**WHAT YOU WILL DO**.
Filter on the word "first": copy each matching line from the listing below.
┌──
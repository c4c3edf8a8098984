//! CLI command implementations

use super::EstimateArgs;
use anyhow::{bail, Result};
use gpu_sizer_rs::config::{EstimateConfig, ModelPreset, MODEL_PRESETS};
use gpu_sizer_rs::estimator::{EstimateInput, MemoryEstimate, DEFAULT_OVERHEAD_FACTOR};
use gpu_sizer_rs::hardware::{
    check_fit, detect_model_size, gpu_capacity_gb, gpus_that_fit, FitReport, GPU_PROFILES,
};
use gpu_sizer_rs::utils::{format_gb, parse_param_count};

/// Resolve CLI arguments into a config: file or preset first, then flag overrides
fn build_config(args: &EstimateArgs) -> Result<EstimateConfig> {
    let mut config = if let Some(path) = &args.config {
        EstimateConfig::load(path)?
    } else if let Some(model) = &args.model {
        let preset = ModelPreset::from_name(model)?;
        EstimateConfig {
            model: Some(model.clone()),
            input: preset.to_input(
                args.precision.unwrap_or(16.0),
                args.batch.unwrap_or(1.0),
                args.context,
            ),
            strict: false,
        }
    } else {
        let mut missing = Vec::new();
        if args.params.is_none() {
            missing.push("--params");
        }
        if args.precision.is_none() {
            missing.push("--precision");
        }
        if args.context.is_none() {
            missing.push("--context");
        }
        if args.hidden.is_none() {
            missing.push("--hidden");
        }
        if args.batch.is_none() {
            missing.push("--batch");
        }
        if args.layers.is_none() {
            missing.push("--layers");
        }
        if !missing.is_empty() {
            bail!(
                "Missing {} (or use --model <preset> / --config <file>)",
                missing.join(", ")
            );
        }
        EstimateConfig {
            model: None,
            input: EstimateInput {
                params: 0.0,
                precision_bits: 0.0,
                context_length: 0.0,
                hidden_size: 0.0,
                batch_size: 0.0,
                num_layers: 0.0,
                overhead_factor: DEFAULT_OVERHEAD_FACTOR,
            },
            strict: false,
        }
    };

    let input = &mut config.input;
    if let Some(params) = &args.params {
        input.params = parse_param_count(params)?;
    }
    if let Some(precision) = args.precision {
        input.precision_bits = precision;
    }
    if let Some(context) = args.context {
        input.context_length = context;
    }
    if let Some(hidden) = args.hidden {
        input.hidden_size = hidden;
    }
    if let Some(batch) = args.batch {
        input.batch_size = batch;
    }
    if let Some(layers) = args.layers {
        input.num_layers = layers;
    }
    if let Some(overhead) = args.overhead {
        input.overhead_factor = overhead;
    }
    config.strict |= args.strict;

    Ok(config)
}

fn print_estimate(config: &EstimateConfig, est: &MemoryEstimate) {
    let input = &config.input;

    println!();
    println!("╔══════════════════════════════════════════════════════════════════════╗");
    match &config.model {
        Some(model) => println!("║  GPU MEMORY ESTIMATE: {}", model),
        None => println!("║  GPU MEMORY ESTIMATE"),
    }
    println!("╚══════════════════════════════════════════════════════════════════════╝");
    println!();
    println!("  Parameters:        {:e}", input.params);
    println!(
        "  Precision:         {} bits ({} bytes/element)",
        input.precision_bits, est.bytes_per_element
    );
    println!("  Context length:    {}", input.context_length);
    println!("  Hidden size:       {}", input.hidden_size);
    println!("  Batch size:        {}", input.batch_size);
    println!("  Layers:            {}", input.num_layers);
    println!();
    println!("  Model weights:     {:.4} GB", est.model_gb);
    println!("  Context (1 req):   {:.4} GB  (not summed)", est.context_gb);
    println!("  Context x batch:   {:.4} GB", est.batch_gb);
    println!("  Subtotal:          {:.4} GB", est.subtotal_gb);
    println!("  Overhead factor:   x{}", est.overhead_factor);
    println!("  ─────────────────────────────");
    println!(
        "  Total:             {:.4} GB ({})",
        est.total_gb,
        format_gb(est.total_gb)
    );
    println!();
}

/// JSON report for `estimate`, with an optional fit check against one GPU
fn estimate_report(
    args: &EstimateArgs,
) -> Result<(EstimateConfig, MemoryEstimate, serde_json::Value)> {
    let config = build_config(args)?;
    let est = config.estimate()?;
    tracing::info!("{}", est.format_human());

    let fit: Option<FitReport> = match &args.gpu {
        Some(gpu) => {
            let capacity = gpu_capacity_gb(gpu)
                .ok_or_else(|| anyhow::anyhow!("Unknown GPU: {}. Run `gpus` to list", gpu))?;
            Some(check_fit(est.total_gb, capacity))
        }
        None => None,
    };

    let report = serde_json::json!({
        "model": config.model,
        "input": config.input,
        "estimate": est,
        "fit": fit,
    });
    Ok((config, est, report))
}

pub fn estimate(args: &EstimateArgs) -> Result<()> {
    let (config, est, report) = estimate_report(args)?;

    if args.json {
        println!("{}", serde_json::to_string_pretty(&report)?);
        return Ok(());
    }

    print_estimate(&config, &est);
    if let Some(gpu) = &args.gpu {
        let fits = report["fit"]["fits"].as_bool().unwrap_or(false);
        let message = report["fit"]["message"].as_str().unwrap_or("");
        let status = if fits { "✅" } else { "❌" };
        println!("  {} {}: {}", status, gpu, message);
        println!();
    }

    Ok(())
}

/// Required memory and the catalog GPUs that can hold it, smallest first
fn recommend_report(args: &EstimateArgs) -> Result<(f64, Vec<(String, f64, FitReport)>)> {
    let config = build_config(args)?;
    let est = config.estimate()?;
    let fitting: Vec<_> = gpus_that_fit(est.total_gb)
        .into_iter()
        .map(|(name, capacity)| (name, capacity, check_fit(est.total_gb, capacity)))
        .collect();
    tracing::info!(
        "{} of {} GPUs fit {}",
        fitting.len(),
        GPU_PROFILES.len(),
        est.format_human()
    );
    Ok((est.total_gb, fitting))
}

pub fn recommend(args: &EstimateArgs) -> Result<()> {
    let (required_gb, fitting) = recommend_report(args)?;

    if args.json {
        let gpus: Vec<_> = fitting
            .iter()
            .map(|(name, capacity, report)| {
                serde_json::json!({
                    "gpu": name,
                    "capacity_gb": capacity,
                    "fit": report,
                })
            })
            .collect();
        let result = serde_json::json!({
            "required_gb": required_gb,
            "gpus": gpus,
        });
        println!("{}", serde_json::to_string_pretty(&result)?);
        return Ok(());
    }

    println!();
    println!("╔══════════════════════════════════════════════════════════════════════╗");
    println!("║  Required: {:.2}GB", required_gb);
    println!("╠══════════════════════════════════════════════════════════════════════╣");
    println!("║  SINGLE-GPU RECOMMENDATIONS                                          ║");
    println!("╚══════════════════════════════════════════════════════════════════════╝");
    println!();

    if fitting.is_empty() {
        println!("  ❌ No single GPU in the catalog has enough memory.");
        println!("     Try lower precision (--precision 8 or 4) or a smaller batch.");
    }

    for (name, _, report) in &fitting {
        let status = if report.utilization_pct > 90.0 {
            "⚠️  TIGHT"
        } else {
            "✅ OK"
        };
        println!("  {} - {}", status, name);
        println!("    {}", report.message);
    }

    println!();
    Ok(())
}

pub fn presets() -> Result<()> {
    let mut names: Vec<_> = MODEL_PRESETS.keys().collect();
    names.sort();

    println!();
    println!("Model presets:");
    println!();
    for name in names {
        let preset = &MODEL_PRESETS[name];
        let (size_category, _) = detect_model_size(&preset.hf_name);
        println!("  {} ({})", name, size_category);
        println!("    {} - {}", preset.hf_name, preset.description);
        println!(
            "    params: {:e} | hidden: {} | layers: {} | context: {}",
            preset.params, preset.hidden_size, preset.num_layers, preset.max_context
        );
    }
    println!();
    Ok(())
}

pub fn gpus() -> Result<()> {
    let mut gpus: Vec<_> = GPU_PROFILES.iter().collect();
    gpus.sort_by(|a, b| a.1.total_cmp(b.1).then_with(|| a.0.cmp(b.0)));

    println!();
    println!("GPU memory catalog:");
    println!();
    for (name, capacity) in gpus {
        println!("  {:<12} {:>6} GB", name, capacity);
    }
    println!();
    Ok(())
}

pub fn init_config(path: &str, model: Option<&str>) -> Result<()> {
    let config = match model {
        Some(preset) => EstimateConfig::for_model(preset)?,
        None => EstimateConfig::default(),
    };
    config.save(path)?;
    println!("Wrote estimate config to {}", path);
    Ok(())
}
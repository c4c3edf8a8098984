pub mod format;
pub mod params;

pub use format::{format_bytes, format_gb};
pub use params::parse_param_count;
└──
**EXERCISE RESPONSE**.
/// Resolve CLI arguments into a config: file or preset first, then flag overrides
/// Required memory and the catalog GPUs that can hold it, smallest first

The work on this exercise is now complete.